§ **Requirement**
Each entry must be printed again without a single change.

§ **Saved data entries**
--

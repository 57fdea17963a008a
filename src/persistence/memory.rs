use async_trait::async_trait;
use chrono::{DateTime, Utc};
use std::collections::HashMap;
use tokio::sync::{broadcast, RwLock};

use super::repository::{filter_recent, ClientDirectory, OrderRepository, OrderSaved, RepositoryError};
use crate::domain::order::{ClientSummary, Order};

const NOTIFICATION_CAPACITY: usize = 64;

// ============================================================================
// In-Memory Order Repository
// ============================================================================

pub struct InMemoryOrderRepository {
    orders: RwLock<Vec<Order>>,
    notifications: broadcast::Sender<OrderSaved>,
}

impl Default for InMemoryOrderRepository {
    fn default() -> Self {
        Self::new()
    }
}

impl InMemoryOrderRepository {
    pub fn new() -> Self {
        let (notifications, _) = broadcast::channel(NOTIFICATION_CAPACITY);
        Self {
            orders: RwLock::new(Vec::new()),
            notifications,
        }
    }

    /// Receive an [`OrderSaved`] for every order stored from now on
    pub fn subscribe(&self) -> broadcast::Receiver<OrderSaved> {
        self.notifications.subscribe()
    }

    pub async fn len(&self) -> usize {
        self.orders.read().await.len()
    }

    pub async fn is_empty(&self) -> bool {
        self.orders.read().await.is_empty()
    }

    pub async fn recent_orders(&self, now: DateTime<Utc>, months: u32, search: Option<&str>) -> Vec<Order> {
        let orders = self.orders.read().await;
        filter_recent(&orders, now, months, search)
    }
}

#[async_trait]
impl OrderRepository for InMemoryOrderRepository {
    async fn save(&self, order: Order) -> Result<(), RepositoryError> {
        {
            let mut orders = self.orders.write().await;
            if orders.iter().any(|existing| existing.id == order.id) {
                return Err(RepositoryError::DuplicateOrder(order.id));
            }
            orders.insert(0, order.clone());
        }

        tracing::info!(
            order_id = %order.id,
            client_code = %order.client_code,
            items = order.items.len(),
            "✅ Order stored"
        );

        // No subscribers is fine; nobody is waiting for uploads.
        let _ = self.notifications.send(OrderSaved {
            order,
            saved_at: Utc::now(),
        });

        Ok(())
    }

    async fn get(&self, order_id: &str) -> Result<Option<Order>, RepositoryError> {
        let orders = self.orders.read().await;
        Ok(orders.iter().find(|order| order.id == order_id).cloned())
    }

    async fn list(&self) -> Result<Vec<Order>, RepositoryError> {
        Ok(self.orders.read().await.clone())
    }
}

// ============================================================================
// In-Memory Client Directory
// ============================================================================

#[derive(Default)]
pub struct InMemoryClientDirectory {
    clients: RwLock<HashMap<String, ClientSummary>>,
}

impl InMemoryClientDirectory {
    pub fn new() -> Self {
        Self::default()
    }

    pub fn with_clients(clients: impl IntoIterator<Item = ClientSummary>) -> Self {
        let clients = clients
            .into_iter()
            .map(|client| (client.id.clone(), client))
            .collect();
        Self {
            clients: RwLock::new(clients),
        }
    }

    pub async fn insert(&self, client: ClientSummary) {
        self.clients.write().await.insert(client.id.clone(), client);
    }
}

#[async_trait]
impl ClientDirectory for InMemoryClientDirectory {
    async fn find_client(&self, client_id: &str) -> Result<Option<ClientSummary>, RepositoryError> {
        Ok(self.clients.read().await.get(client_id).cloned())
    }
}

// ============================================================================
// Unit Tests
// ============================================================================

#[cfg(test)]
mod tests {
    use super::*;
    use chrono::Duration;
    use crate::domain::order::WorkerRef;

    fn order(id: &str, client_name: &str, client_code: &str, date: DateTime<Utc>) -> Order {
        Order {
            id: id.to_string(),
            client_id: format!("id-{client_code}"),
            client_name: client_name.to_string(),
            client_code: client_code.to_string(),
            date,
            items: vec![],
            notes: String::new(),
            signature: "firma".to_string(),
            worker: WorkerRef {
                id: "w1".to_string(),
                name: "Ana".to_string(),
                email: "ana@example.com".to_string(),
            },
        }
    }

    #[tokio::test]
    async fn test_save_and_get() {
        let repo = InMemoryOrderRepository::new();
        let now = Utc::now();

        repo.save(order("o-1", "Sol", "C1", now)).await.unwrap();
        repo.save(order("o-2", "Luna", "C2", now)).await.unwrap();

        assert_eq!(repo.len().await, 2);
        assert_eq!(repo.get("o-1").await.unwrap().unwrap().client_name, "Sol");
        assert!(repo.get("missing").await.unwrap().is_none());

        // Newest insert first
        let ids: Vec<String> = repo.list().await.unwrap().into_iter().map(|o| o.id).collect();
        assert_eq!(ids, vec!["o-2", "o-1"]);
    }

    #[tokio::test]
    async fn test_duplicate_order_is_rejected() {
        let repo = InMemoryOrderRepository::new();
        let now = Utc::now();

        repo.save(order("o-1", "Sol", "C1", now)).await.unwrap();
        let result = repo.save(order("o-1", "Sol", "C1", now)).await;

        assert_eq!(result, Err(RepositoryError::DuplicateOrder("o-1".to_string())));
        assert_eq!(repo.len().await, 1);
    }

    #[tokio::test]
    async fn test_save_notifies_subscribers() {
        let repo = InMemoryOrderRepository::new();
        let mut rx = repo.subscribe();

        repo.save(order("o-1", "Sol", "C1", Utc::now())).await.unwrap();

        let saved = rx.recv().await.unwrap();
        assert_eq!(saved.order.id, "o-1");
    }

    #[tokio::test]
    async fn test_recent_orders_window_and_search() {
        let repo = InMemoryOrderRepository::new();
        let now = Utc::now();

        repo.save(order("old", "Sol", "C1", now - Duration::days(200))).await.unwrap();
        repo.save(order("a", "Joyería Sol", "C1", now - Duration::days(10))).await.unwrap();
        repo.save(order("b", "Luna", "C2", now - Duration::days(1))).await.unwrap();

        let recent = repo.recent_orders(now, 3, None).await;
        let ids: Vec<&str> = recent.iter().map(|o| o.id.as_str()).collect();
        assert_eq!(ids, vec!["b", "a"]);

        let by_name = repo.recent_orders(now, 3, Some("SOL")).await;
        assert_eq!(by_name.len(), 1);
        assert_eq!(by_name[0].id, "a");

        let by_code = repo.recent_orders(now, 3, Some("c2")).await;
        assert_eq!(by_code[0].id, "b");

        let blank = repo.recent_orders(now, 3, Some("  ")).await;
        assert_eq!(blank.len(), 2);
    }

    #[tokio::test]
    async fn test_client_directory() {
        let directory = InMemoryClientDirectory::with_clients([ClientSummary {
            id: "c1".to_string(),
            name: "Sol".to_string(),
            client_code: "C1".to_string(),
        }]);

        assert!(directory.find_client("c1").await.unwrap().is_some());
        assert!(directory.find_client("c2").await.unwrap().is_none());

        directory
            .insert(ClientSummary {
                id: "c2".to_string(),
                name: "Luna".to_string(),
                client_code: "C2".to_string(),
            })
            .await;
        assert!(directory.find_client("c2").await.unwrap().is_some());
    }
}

--

§ **Solution to this exercise**
repository 57fdea17963a008a
filename src/persistence/memory.rs
use async_trait::async_trait;
use chrono::{DateTime, Utc};
use std::collections::HashMap;
use tokio::sync::{broadcast, RwLock};

use super::repository::{filter_recent, ClientDirectory, OrderRepository, OrderSaved, RepositoryError};
use crate::domain::order::{ClientSummary, Order};

const NOTIFICATION_CAPACITY: usize = 64;

// ============================================================================
// In-Memory Order Repository
// ============================================================================

pub struct InMemoryOrderRepository {
    orders: RwLock<Vec<Order>>,
    notifications: broadcast::Sender<OrderSaved>,
}

impl Default for InMemoryOrderRepository {
    fn default() -> Self {
        Self::new()
    }
}

impl InMemoryOrderRepository {
    pub fn new() -> Self {
        let (notifications, _) = broadcast::channel(NOTIFICATION_CAPACITY);
        Self {
            orders: RwLock::new(Vec::new()),
            notifications,
        }
    }

    /// Receive an [`OrderSaved`] for every order stored from now on
    pub fn subscribe(&self) -> broadcast::Receiver<OrderSaved> {
        self.notifications.subscribe()
    }

    pub async fn len(&self) -> usize {
        self.orders.read().await.len()
    }

    pub async fn is_empty(&self) -> bool {
        self.orders.read().await.is_empty()
    }

    pub async fn recent_orders(&self, now: DateTime<Utc>, months: u32, search: Option<&str>) -> Vec<Order> {
        let orders = self.orders.read().await;
        filter_recent(&orders, now, months, search)
    }
}

#[async_trait]
impl OrderRepository for InMemoryOrderRepository {
    async fn save(&self, order: Order) -> Result<(), RepositoryError> {
        {
            let mut orders = self.orders.write().await;
            if orders.iter().any(|existing| existing.id == order.id) {
                return Err(RepositoryError::DuplicateOrder(order.id));
            }
            orders.insert(0, order.clone());
        }

        tracing::info!(
            order_id = %order.id,
            client_code = %order.client_code,
            items = order.items.len(),
            "✅ Order stored"
        );

        // No subscribers is fine; nobody is waiting for uploads.
        let _ = self.notifications.send(OrderSaved {
            order,
            saved_at: Utc::now(),
        });

        Ok(())
    }

    async fn get(&self, order_id: &str) -> Result<Option<Order>, RepositoryError> {
        let orders = self.orders.read().await;
        Ok(orders.iter().find(|order| order.id == order_id).cloned())
    }

    async fn list(&self) -> Result<Vec<Order>, RepositoryError> {
        Ok(self.orders.read().await.clone())
    }
}

// ============================================================================
// In-Memory Client Directory
// ============================================================================

#[derive(Default)]
pub struct InMemoryClientDirectory {
    clients: RwLock<HashMap<String, ClientSummary>>,
}

impl InMemoryClientDirectory {
    pub fn new() -> Self {
        Self::default()
    }

    pub fn with_clients(clients: impl IntoIterator<Item = ClientSummary>) -> Self {
        let clients = clients
            .into_iter()
            .map(|client| (client.id.clone(), client))
            .collect();
        Self {
            clients: RwLock::new(clients),
        }
    }

    pub async fn insert(&self, client: ClientSummary) {
        self.clients.write().await.insert(client.id.clone(), client);
    }
}

#[async_trait]
impl ClientDirectory for InMemoryClientDirectory {
    async fn find_client(&self, client_id: &str) -> Result<Option<ClientSummary>, RepositoryError> {
        Ok(self.clients.read().await.get(client_id).cloned())
    }
}

// ============================================================================
// Unit Tests
// ============================================================================

#[cfg(test)]
mod tests {
    use super::*;
    use chrono::Duration;
    use crate::domain::order::WorkerRef;

    fn order(id: &str, client_name: &str, client_code: &str, date: DateTime<Utc>) -> Order {
        Order {
            id: id.to_string(),
            client_id: format!("id-{client_code}"),
            client_name: client_name.to_string(),
            client_code: client_code.to_string(),
            date,
            items: vec![],
            notes: String::new(),
            signature: "firma".to_string(),
            worker: WorkerRef {
                id: "w1".to_string(),
                name: "Ana".to_string(),
                email: "ana@example.com".to_string(),
            },
        }
    }

    #[tokio::test]
    async fn test_save_and_get() {
        let repo = InMemoryOrderRepository::new();
        let now = Utc::now();

        repo.save(order("o-1", "Sol", "C1", now)).await.unwrap();
        repo.save(order("o-2", "Luna", "C2", now)).await.unwrap();

        assert_eq!(repo.len().await, 2);
        assert_eq!(repo.get("o-1").await.unwrap().unwrap().client_name, "Sol");
        assert!(repo.get("missing").await.unwrap().is_none());

        // Newest insert first
        let ids: Vec<String> = repo.list().await.unwrap().into_iter().map(|o| o.id).collect();
        assert_eq!(ids, vec!["o-2", "o-1"]);
    }

    #[tokio::test]
    async fn test_duplicate_order_is_rejected() {
        let repo = InMemoryOrderRepository::new();
        let now = Utc::now();

        repo.save(order("o-1", "Sol", "C1", now)).await.unwrap();
        let result = repo.save(order("o-1", "Sol", "C1", now)).await;

        assert_eq!(result, Err(RepositoryError::DuplicateOrder("o-1".to_string())));
        assert_eq!(repo.len().await, 1);
    }

    #[tokio::test]
    async fn test_save_notifies_subscribers() {
        let repo = InMemoryOrderRepository::new();
        let mut rx = repo.subscribe();

        repo.save(order("o-1", "Sol", "C1", Utc::now())).await.unwrap();

        let saved = rx.recv().await.unwrap();
        assert_eq!(saved.order.id, "o-1");
    }

    #[tokio::test]
    async fn test_recent_orders_window_and_search() {
        let repo = InMemoryOrderRepository::new();
        let now = Utc::now();

        repo.save(order("old", "Sol", "C1", now - Duration::days(200))).await.unwrap();
        repo.save(order("a", "Joyería Sol", "C1", now - Duration::days(10))).await.unwrap();
        repo.save(order("b", "Luna", "C2", now - Duration::days(1))).await.unwrap();

        let recent = repo.recent_orders(now, 3, None).await;
        let ids: Vec<&str> = recent.iter().map(|o| o.id.as_str()).collect();
        assert_eq!(ids, vec!["b", "a"]);

        let by_name = repo.recent_orders(now, 3, Some("SOL")).await;
        assert_eq!(by_name.len(), 1);
        assert_eq!(by_name[0].id, "a");

        let by_code = repo.recent_orders(now, 3, Some("c2")).await;
        assert_eq!(by_code[0].id, "b");

        let blank = repo.recent_orders(now, 3, Some("  ")).await;
        assert_eq!(blank.len(), 2);
    }

    #[tokio::test]
    async fn test_client_directory() {
        let directory = InMemoryClientDirectory::with_clients([ClientSummary {
            id: "c1".to_string(),
            name: "Sol".to_string(),
            client_code: "C1".to_string(),
        }]);

        assert!(directory.find_client("c1").await.unwrap().is_some());
        assert!(directory.find_client("c2").await.unwrap().is_none());

        directory
            .insert(ClientSummary {
                id: "c2".to_string(),
                name: "Luna".to_string(),
                client_code: "C2".to_string(),
            })
            .await;
        assert!(directory.find_client("c2").await.unwrap().is_some());
    }
}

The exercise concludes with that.